Uno is a 2005 Filipino action thriller film directed by Ronnie Ricketts (as Ronn-Rick) and co-written by Ricketts, Lito N. Mena and Ricardo Cepeda. About an assassin intending to retire who finds himself the target of another assassin, it stars Ricketts and Monsour del Rosario alongside Danica Sotto, Cheska Garcia, Dinky Doo, Erica Fuente, Boy Roque, T.J. Trinidad and Cepeda.

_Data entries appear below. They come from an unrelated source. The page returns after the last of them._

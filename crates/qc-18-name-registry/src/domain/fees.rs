//! # Fee Engine
//!
//! Splits every retained payment into a burn portion, a namespace-creator
//! portion and a registry-owner portion.
//!
//! | Context | Burn | Creator | Owner |
//! |---------|------|---------|-------|
//! | Namespace creation | 80% | 0% | 20% |
//! | Name in public namespace | 80% | 10% | 10% |
//! | Name in private namespace | 80% | 0% | 20% |
//!
//! Creator and owner shares truncate; the burn portion takes the remainder,
//! so `burn + creator + owner == total` for every input.

use crate::domain::entities::Payout;
use crate::domain::value_objects::{Address, U256};
use serde::{Deserialize, Serialize};

/// Basis-point denominator.
pub const BPS_DENOMINATOR: u64 = 10_000;

/// What a payment is for.
#[derive(Clone, Copy, Debug, PartialEq, Eq, Serialize, Deserialize)]
pub enum FeeContext {
    /// Namespace creation fee.
    NamespaceCreation,
    /// Name registration in a public namespace.
    PublicName,
    /// Name registration in a private namespace.
    PrivateName,
}

impl FeeContext {
    /// Fee context for a name registered in a namespace of the given kind.
    #[must_use]
    pub fn for_name(is_private: bool) -> Self {
        if is_private {
            Self::PrivateName
        } else {
            Self::PublicName
        }
    }

    /// Creator share in basis points.
    #[must_use]
    pub const fn creator_bps(self) -> u64 {
        match self {
            Self::PublicName => 1_000,
            Self::NamespaceCreation | Self::PrivateName => 0,
        }
    }

    /// Owner share in basis points.
    #[must_use]
    pub const fn owner_bps(self) -> u64 {
        match self {
            Self::PublicName => 1_000,
            Self::NamespaceCreation | Self::PrivateName => 2_000,
        }
    }
}

/// Three-way split of a payment.
#[derive(Clone, Copy, Debug, PartialEq, Eq, Default, Serialize, Deserialize)]
pub struct FeeSplit {
    /// Forwarded to the burn collaborator.
    pub burn: U256,
    /// Credited to the namespace creator.
    pub creator: U256,
    /// Credited to the registry owner.
    pub owner: U256,
}

impl FeeSplit {
    /// Sum of the three portions.
    #[must_use]
    pub fn total(&self) -> U256 {
        self.burn + self.creator + self.owner
    }
}

/// `floor(amount * bps / 10_000)` without intermediate overflow.
#[must_use]
pub fn bps_share(amount: U256, bps: u64) -> U256 {
    let denom = U256::from(BPS_DENOMINATOR);
    let bps = U256::from(bps);
    let quotient = amount / denom;
    let remainder = amount % denom;
    quotient * bps + remainder * bps / denom
}

/// Splits `total` for `context`.
#[must_use]
pub fn split_fee(total: U256, context: FeeContext) -> FeeSplit {
    let creator = bps_share(total, context.creator_bps());
    let owner = bps_share(total, context.owner_bps());
    FeeSplit {
        burn: total - creator - owner,
        creator,
        owner,
    }
}

/// The effects of settling one payment: a burn payout and pending-fee credits.
#[derive(Clone, Debug, PartialEq, Eq)]
pub struct Settlement {
    /// The split that produced this settlement.
    pub split: FeeSplit,
    /// Burn forwarded on behalf of the payer (absent when the burn portion is zero).
    pub burn: Option<Payout>,
    /// Pending-fee credits (zero credits omitted).
    pub credits: Vec<(Address, U256)>,
}

/// Settles `total` paid by `payer`.
///
/// The burn credits the payer, never a sponsored recipient. When creator and
/// owner are the same account their credits are both listed.
#[must_use]
pub fn settle(
    total: U256,
    context: FeeContext,
    payer: Address,
    creator: Address,
    owner: Address,
) -> Settlement {
    let split = split_fee(total, context);

    let burn = (!split.burn.is_zero()).then_some(Payout::Burn {
        payer,
        amount: split.burn,
    });

    let credits = [(creator, split.creator), (owner, split.owner)]
        .into_iter()
        .filter(|(_, amount)| !amount.is_zero())
        .collect();

    Settlement {
        split,
        burn,
        credits,
    }
}
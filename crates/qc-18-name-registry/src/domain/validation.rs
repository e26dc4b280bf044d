//! # Validation Engine
//!
//! Pure character-class and price checks. Labels and namespace keys share one
//! rule; only pricing differs between public and private namespaces.

use crate::config::MAX_LABEL_LEN;
use crate::domain::value_objects::U256;

/// Returns true iff `s` is a valid label or namespace key.
///
/// Rules:
/// - 1 to 20 bytes long
/// - only `[a-z0-9-]`
/// - no leading or trailing `-`
/// - no `--`
#[must_use]
pub fn is_valid_label_or_namespace(s: &str) -> bool {
    let bytes = s.as_bytes();
    if bytes.is_empty() || bytes.len() > MAX_LABEL_LEN {
        return false;
    }
    if bytes[0] == b'-' || bytes[bytes.len() - 1] == b'-' {
        return false;
    }

    let mut prev_hyphen = false;
    for &b in bytes {
        let hyphen = b == b'-';
        if !(b.is_ascii_lowercase() || b.is_ascii_digit() || hyphen) {
            return false;
        }
        if hyphen && prev_hyphen {
            return false;
        }
        prev_hyphen = hyphen;
    }
    true
}

/// Price rule a namespace price failed.
#[derive(Debug, Clone, Copy, PartialEq, Eq)]
pub enum PriceRule {
    /// Below the minimum for the namespace kind.
    BelowMinimum,
    /// Not a multiple of the price step (or the step is zero).
    NotStepMultiple,
}

/// Checks `price` against `min_price` then `step`, reporting the first rule broken.
///
/// # Errors
///
/// Returns [`PriceRule::BelowMinimum`] when `price < min_price`, otherwise
/// [`PriceRule::NotStepMultiple`] when `price` is not a multiple of a non-zero `step`.
pub fn check_price(price: U256, min_price: U256, step: U256) -> Result<(), PriceRule> {
    if price < min_price {
        return Err(PriceRule::BelowMinimum);
    }
    if !is_step_multiple(price, step) {
        return Err(PriceRule::NotStepMultiple);
    }
    Ok(())
}

/// Returns true iff `price >= min_price` and `price` is a multiple of `step`.
///
/// A zero step accepts no price.
#[must_use]
pub fn is_price_valid(price: U256, min_price: U256, step: U256) -> bool {
    check_price(price, min_price, step).is_ok()
}

/// Returns true iff `price` is a multiple of a non-zero `step`.
#[must_use]
pub fn is_step_multiple(price: U256, step: U256) -> bool {
    !step.is_zero() && (price % step).is_zero()
}
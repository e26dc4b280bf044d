//! # Domain Entities
//!
//! Records held by the registry and the staged changes that mutate them.

use crate::domain::value_objects::{Address, Timestamp, U256};
use serde::{Deserialize, Serialize};
use std::fmt;

// =============================================================================
// NAMESPACE
// =============================================================================

/// A pricing and ownership domain for names.
///
/// `creator` and `is_private` never change after creation.
#[derive(Clone, Debug, PartialEq, Eq, Serialize, Deserialize)]
pub struct Namespace {
    /// Namespace key.
    pub key: String,
    /// Price per name registered in this namespace.
    pub price_per_name: U256,
    /// Account that created the namespace.
    pub creator: Address,
    /// Creation timestamp.
    pub created_at: Timestamp,
    /// Private namespaces only accept creator-sponsored names.
    pub is_private: bool,
}

impl Namespace {
    /// End of the creator-only window (exclusive).
    #[must_use]
    pub fn exclusivity_ends_at(&self, period_secs: u64) -> Timestamp {
        self.created_at.saturating_add(period_secs)
    }

    /// Returns true while only the creator may register names.
    #[must_use]
    pub fn in_exclusivity_period(&self, now: Timestamp, period_secs: u64) -> bool {
        now < self.exclusivity_ends_at(period_secs)
    }
}

// =============================================================================
// NAME
// =============================================================================

/// Identity of a name: `(label, namespace)`.
#[derive(Clone, Debug, PartialEq, Eq, Hash, PartialOrd, Ord, Serialize, Deserialize)]
pub struct NameKey {
    /// The label part.
    pub label: String,
    /// The namespace key.
    pub namespace: String,
}

impl NameKey {
    /// Creates a name key.
    #[must_use]
    pub fn new(label: impl Into<String>, namespace: impl Into<String>) -> Self {
        Self {
            label: label.into(),
            namespace: namespace.into(),
        }
    }
}

impl fmt::Display for NameKey {
    fn fmt(&self, f: &mut fmt::Formatter<'_>) -> fmt::Result {
        write!(f, "{}.{}", self.label, self.namespace)
    }
}

// =============================================================================
// VALUE MOVEMENTS
// =============================================================================

/// Why native value leaves the registry.
#[derive(Clone, Copy, Debug, PartialEq, Eq, Serialize, Deserialize)]
pub enum TransferReason {
    /// Returning overpayment to the caller.
    Refund,
    /// Paying out accumulated fees.
    FeeClaim,
}

/// A native-value movement requested by the registry.
#[derive(Clone, Debug, PartialEq, Eq, Serialize, Deserialize)]
pub enum Payout {
    /// Forward value to the burn collaborator, crediting `payer` 1:1.
    Burn {
        /// Account credited by the burn collaborator.
        payer: Address,
        /// Value burnt.
        amount: U256,
    },
    /// Send value to an account.
    Transfer {
        /// Receiving account.
        to: Address,
        /// Value sent.
        amount: U256,
        /// Why the value moves.
        reason: TransferReason,
    },
}

impl Payout {
    /// Value moved by this payout.
    #[must_use]
    pub fn amount(&self) -> U256 {
        match self {
            Self::Burn { amount, .. } | Self::Transfer { amount, .. } => *amount,
        }
    }
}

// =============================================================================
// STATE CHANGES
// =============================================================================

/// A staged mutation of registry state, applied only on commit.
#[derive(Clone, Debug, PartialEq, Eq)]
pub enum RegistryChange {
    /// A namespace record was created.
    NamespaceCreated(Namespace),
    /// A name was assigned to an owner.
    NameRegistered {
        /// The name.
        name: NameKey,
        /// Its owner.
        owner: Address,
    },
    /// A pending-fee balance was credited.
    FeeCredited {
        /// Credited account.
        account: Address,
        /// Credit amount.
        amount: U256,
    },
    /// A recipient's registration nonce advanced.
    NonceIncrement {
        /// Account whose nonce advanced.
        account: Address,
    },
}

// =============================================================================
// BATCH ENTRIES
// =============================================================================

/// Why a batch entry was skipped.
#[derive(Clone, Copy, Debug, PartialEq, Eq, Serialize, Deserialize)]
pub enum SkipReason {
    /// Recipient already owns a name.
    RecipientHasName,
    /// The (label, namespace) pair is taken.
    NameTaken,
}

/// Outcome of one batch entry.
#[derive(Clone, Debug, PartialEq, Eq)]
pub enum EntryOutcome {
    /// Entry committed.
    Committed(NameKey),
    /// Entry skipped; consumes no payment.
    Skipped(SkipReason),
}

/// Result of a batch registration.
#[derive(Clone, Debug, PartialEq, Eq)]
pub struct BatchOutcome {
    /// Per-entry outcomes, in input order.
    pub entries: Vec<EntryOutcome>,
    /// Total charged (`price * success_count`).
    pub charged: U256,
    /// Amount returned to the caller.
    pub refunded: U256,
}

impl BatchOutcome {
    /// Number of committed entries.
    #[must_use]
    pub fn success_count(&self) -> usize {
        self.entries
            .iter()
            .filter(|e| matches!(e, EntryOutcome::Committed(_)))
            .count()
    }

    /// Number of skipped entries.
    #[must_use]
    pub fn skipped_count(&self) -> usize {
        self.entries.len() - self.success_count()
    }
}
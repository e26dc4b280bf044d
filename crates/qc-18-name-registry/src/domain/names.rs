//! Full-name parsing and rendering.
//!
//! A full name is `label.namespace`, split at the last `.`. A string without
//! a `.` is a bare label in the reserved bare-name namespace.

use crate::domain::entities::NameKey;

/// Splits `full_name` into `(label, namespace)`.
///
/// Returns `None` for the empty string. Nothing else is validated: the
/// label may itself contain dots (`"foo.bar.baz"` gives `("foo.bar", "baz")`)
/// and either side may be empty.
#[must_use]
pub fn parse_full_name<'a>(full_name: &'a str, bare_namespace: &'a str) -> Option<(&'a str, &'a str)> {
    if full_name.is_empty() {
        return None;
    }
    match full_name.rfind('.') {
        Some(dot) => Some((&full_name[..dot], &full_name[dot + 1..])),
        None => Some((full_name, bare_namespace)),
    }
}

/// Renders a name for display; bare names have no suffix.
#[must_use]
pub fn render_name(name: &NameKey, bare_namespace: &str) -> String {
    if name.namespace == bare_namespace {
        name.label.clone()
    } else {
        name.to_string()
    }
}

Produced by Ricketts' production company Rocketts Productions, it was given a limited theatrical release on January 19, 2005. The film is noted for being one of the few action films produced by the Philippine film industry in the mid-to-late 2000s.

Cast

Ronnie Ricketts as Niko
Monsour del Rosario as Mike
Mark Gil
Ricardo Cepeda
Dinky Doo
Danica Sotto
Chesca Garcia
T.J. Trinidad
Erica Fuente
Ella Marie
Mike Gayoso
John Apacible
Bruce Ricketts
Mila Ocampo
Jeffrey Santos
Edgar Mande
Marie Ricketts
Jessa Marie
Boy Roque
Topher Ricketts
Vic Felipe
Dr. Rimando Saguin
Rey Bejar
Jay Yulo
Dong Serrano
Rodel Bansil
Jonathan Gabriel
Dante Javier

Production
Actor Monsour del Rosario stated that the film's story is inspired by the 1995 film Assassins starring Sylvester Stallone and Antonio Banderas.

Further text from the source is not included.